Work to be completed: From the records below, extract only the lines running from the line with "payload fields missing" to the line with "schema fields missing", both lines included, reproducing them exactly.

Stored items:

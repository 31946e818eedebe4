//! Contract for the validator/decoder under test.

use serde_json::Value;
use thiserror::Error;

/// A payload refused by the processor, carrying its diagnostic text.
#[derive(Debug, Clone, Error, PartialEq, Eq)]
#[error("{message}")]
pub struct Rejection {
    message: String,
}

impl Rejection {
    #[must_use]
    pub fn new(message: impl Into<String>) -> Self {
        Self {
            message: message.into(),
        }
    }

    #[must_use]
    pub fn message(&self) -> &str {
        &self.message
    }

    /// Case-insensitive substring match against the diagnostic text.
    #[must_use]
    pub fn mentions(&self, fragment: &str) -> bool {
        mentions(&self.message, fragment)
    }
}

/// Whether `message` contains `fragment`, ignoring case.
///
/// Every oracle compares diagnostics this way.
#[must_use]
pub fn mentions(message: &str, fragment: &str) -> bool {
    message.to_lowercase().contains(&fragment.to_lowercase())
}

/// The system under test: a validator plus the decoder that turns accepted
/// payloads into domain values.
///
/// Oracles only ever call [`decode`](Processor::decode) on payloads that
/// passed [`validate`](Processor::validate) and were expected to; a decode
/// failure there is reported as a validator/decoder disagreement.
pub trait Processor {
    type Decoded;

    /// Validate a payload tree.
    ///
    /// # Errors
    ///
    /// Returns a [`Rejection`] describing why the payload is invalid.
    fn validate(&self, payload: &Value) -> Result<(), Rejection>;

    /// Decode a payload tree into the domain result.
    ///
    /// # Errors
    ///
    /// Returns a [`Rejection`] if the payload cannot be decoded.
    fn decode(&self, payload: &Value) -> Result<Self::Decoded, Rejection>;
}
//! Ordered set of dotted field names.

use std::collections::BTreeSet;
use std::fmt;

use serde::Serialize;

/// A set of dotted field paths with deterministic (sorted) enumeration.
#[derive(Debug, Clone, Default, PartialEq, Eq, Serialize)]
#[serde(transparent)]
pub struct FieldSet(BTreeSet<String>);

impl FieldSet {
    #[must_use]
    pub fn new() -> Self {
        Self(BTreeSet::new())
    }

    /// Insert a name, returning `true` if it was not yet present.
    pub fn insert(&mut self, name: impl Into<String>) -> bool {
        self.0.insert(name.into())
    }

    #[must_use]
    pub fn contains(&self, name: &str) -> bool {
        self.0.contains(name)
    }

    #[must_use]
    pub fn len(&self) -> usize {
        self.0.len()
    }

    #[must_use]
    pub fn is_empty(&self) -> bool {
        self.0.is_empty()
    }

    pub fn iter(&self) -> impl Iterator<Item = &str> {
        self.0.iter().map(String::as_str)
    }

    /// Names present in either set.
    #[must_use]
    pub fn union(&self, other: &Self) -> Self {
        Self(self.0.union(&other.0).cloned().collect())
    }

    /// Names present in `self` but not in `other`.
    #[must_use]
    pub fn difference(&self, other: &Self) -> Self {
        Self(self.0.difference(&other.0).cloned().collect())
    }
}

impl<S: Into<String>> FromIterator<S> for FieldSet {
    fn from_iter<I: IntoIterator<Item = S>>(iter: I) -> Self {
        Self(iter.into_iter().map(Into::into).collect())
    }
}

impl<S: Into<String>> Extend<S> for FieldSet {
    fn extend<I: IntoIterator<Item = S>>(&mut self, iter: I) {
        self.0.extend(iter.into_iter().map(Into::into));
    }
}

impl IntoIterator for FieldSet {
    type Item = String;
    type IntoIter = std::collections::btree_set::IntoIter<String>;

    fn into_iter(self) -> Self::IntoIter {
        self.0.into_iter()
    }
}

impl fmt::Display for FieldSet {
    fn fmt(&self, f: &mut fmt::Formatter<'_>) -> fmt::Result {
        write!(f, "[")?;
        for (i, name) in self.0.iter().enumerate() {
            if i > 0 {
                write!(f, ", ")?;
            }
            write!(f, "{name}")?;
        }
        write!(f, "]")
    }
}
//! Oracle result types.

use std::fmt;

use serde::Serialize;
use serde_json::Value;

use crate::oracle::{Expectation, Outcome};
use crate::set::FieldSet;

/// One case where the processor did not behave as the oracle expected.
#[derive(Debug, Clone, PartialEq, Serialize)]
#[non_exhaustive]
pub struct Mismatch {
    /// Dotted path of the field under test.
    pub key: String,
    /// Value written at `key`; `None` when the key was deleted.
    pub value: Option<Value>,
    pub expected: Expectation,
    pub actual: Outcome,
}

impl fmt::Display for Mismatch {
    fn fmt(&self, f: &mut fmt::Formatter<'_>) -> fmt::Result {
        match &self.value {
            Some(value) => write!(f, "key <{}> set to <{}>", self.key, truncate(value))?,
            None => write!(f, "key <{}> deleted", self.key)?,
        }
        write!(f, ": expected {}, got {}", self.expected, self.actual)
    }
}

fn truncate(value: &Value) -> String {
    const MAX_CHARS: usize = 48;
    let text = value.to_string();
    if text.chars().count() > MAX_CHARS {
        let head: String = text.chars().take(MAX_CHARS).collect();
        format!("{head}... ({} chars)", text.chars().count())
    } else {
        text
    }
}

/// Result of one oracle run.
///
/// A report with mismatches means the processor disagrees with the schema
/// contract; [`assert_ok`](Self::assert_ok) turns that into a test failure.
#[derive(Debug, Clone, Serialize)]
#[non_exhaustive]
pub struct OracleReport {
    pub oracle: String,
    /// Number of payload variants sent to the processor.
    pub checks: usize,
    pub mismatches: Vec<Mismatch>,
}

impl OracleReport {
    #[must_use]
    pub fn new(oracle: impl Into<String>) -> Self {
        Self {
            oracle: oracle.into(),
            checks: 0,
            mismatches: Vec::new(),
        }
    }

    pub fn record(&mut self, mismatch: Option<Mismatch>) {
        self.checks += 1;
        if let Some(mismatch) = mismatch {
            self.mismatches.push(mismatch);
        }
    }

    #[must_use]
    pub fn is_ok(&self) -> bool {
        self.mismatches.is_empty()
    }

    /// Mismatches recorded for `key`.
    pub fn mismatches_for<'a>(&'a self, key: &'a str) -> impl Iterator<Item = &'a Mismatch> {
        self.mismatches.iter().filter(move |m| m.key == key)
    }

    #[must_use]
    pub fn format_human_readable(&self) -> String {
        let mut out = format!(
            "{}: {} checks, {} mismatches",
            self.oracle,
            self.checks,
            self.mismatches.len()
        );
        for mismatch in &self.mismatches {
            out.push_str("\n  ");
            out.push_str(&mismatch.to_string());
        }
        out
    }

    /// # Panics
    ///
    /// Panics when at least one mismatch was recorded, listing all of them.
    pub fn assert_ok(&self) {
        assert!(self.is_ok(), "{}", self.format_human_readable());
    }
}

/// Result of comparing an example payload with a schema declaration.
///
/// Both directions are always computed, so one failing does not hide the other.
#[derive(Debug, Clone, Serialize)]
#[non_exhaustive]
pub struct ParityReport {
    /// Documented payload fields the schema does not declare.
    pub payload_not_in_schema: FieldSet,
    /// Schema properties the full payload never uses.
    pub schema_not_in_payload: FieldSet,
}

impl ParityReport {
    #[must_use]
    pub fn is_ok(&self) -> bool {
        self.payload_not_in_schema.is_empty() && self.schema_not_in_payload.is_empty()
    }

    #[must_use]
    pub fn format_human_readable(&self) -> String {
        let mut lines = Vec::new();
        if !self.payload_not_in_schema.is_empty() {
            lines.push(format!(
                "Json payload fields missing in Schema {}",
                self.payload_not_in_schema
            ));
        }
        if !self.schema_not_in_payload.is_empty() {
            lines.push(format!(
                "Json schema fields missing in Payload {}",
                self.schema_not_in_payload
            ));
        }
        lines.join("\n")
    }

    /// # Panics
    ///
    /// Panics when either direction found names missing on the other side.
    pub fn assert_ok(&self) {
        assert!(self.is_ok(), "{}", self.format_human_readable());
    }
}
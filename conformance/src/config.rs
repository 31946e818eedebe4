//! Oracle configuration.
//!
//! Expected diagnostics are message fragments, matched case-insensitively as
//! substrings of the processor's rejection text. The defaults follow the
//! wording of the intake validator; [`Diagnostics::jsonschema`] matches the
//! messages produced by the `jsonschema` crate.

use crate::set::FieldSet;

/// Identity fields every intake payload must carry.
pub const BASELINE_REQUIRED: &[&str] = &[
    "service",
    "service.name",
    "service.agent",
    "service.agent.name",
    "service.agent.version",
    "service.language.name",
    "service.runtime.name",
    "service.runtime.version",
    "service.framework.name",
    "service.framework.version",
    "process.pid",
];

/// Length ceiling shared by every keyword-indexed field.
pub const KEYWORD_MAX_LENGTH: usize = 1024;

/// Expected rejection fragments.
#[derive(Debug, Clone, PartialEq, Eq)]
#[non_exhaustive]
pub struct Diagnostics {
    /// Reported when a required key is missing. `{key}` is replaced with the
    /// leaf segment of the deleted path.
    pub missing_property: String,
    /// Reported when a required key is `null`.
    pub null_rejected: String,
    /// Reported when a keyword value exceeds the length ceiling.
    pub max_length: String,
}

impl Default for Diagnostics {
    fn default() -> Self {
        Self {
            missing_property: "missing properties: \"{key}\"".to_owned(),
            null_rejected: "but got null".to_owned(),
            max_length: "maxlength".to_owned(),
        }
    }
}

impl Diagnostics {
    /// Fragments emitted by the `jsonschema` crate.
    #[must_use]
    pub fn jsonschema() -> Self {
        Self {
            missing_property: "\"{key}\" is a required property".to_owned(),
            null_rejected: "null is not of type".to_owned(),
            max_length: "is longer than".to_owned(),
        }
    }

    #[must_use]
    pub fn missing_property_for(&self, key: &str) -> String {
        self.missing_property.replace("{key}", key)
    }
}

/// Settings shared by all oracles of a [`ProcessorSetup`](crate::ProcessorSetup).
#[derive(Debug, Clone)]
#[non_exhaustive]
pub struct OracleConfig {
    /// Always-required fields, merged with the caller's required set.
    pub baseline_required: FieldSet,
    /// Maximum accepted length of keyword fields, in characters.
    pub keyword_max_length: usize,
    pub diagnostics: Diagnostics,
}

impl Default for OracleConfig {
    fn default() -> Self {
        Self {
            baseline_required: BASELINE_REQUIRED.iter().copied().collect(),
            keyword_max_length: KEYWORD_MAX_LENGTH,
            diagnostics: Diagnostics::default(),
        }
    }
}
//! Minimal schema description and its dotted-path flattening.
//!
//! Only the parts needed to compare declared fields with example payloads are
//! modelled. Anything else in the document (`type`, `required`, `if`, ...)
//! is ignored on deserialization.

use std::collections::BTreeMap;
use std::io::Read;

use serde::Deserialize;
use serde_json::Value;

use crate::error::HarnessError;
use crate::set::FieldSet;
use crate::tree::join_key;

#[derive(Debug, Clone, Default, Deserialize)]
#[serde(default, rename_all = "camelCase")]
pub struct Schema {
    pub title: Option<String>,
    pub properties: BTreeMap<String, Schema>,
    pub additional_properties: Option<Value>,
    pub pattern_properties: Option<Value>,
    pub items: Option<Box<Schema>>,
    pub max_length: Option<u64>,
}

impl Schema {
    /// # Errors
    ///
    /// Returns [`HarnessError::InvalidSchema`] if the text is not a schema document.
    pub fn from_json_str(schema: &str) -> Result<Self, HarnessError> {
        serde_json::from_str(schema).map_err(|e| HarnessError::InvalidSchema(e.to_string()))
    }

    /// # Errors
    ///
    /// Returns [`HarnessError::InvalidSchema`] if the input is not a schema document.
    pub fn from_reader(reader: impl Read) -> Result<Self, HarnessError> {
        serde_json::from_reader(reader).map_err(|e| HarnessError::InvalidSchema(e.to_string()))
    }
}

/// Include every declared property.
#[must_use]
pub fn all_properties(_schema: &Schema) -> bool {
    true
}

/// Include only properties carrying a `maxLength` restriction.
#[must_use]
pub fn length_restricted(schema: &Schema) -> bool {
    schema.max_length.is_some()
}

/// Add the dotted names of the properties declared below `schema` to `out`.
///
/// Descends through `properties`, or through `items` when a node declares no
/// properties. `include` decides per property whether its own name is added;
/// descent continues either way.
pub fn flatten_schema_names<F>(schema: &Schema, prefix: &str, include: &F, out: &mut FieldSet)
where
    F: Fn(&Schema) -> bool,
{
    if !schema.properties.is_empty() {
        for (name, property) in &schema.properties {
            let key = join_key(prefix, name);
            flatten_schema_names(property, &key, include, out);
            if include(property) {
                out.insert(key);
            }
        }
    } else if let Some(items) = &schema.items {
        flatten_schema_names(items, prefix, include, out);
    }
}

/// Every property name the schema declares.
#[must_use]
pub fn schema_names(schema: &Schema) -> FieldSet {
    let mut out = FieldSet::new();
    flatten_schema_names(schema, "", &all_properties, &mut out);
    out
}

Exercise answer:
                "Json payload fields missing in Schema {}",
                self.payload_not_in_schema
            ));
        }
        if !self.schema_not_in_payload.is_empty() {
            lines.push(format!(
                "Json schema fields missing in Payload {}",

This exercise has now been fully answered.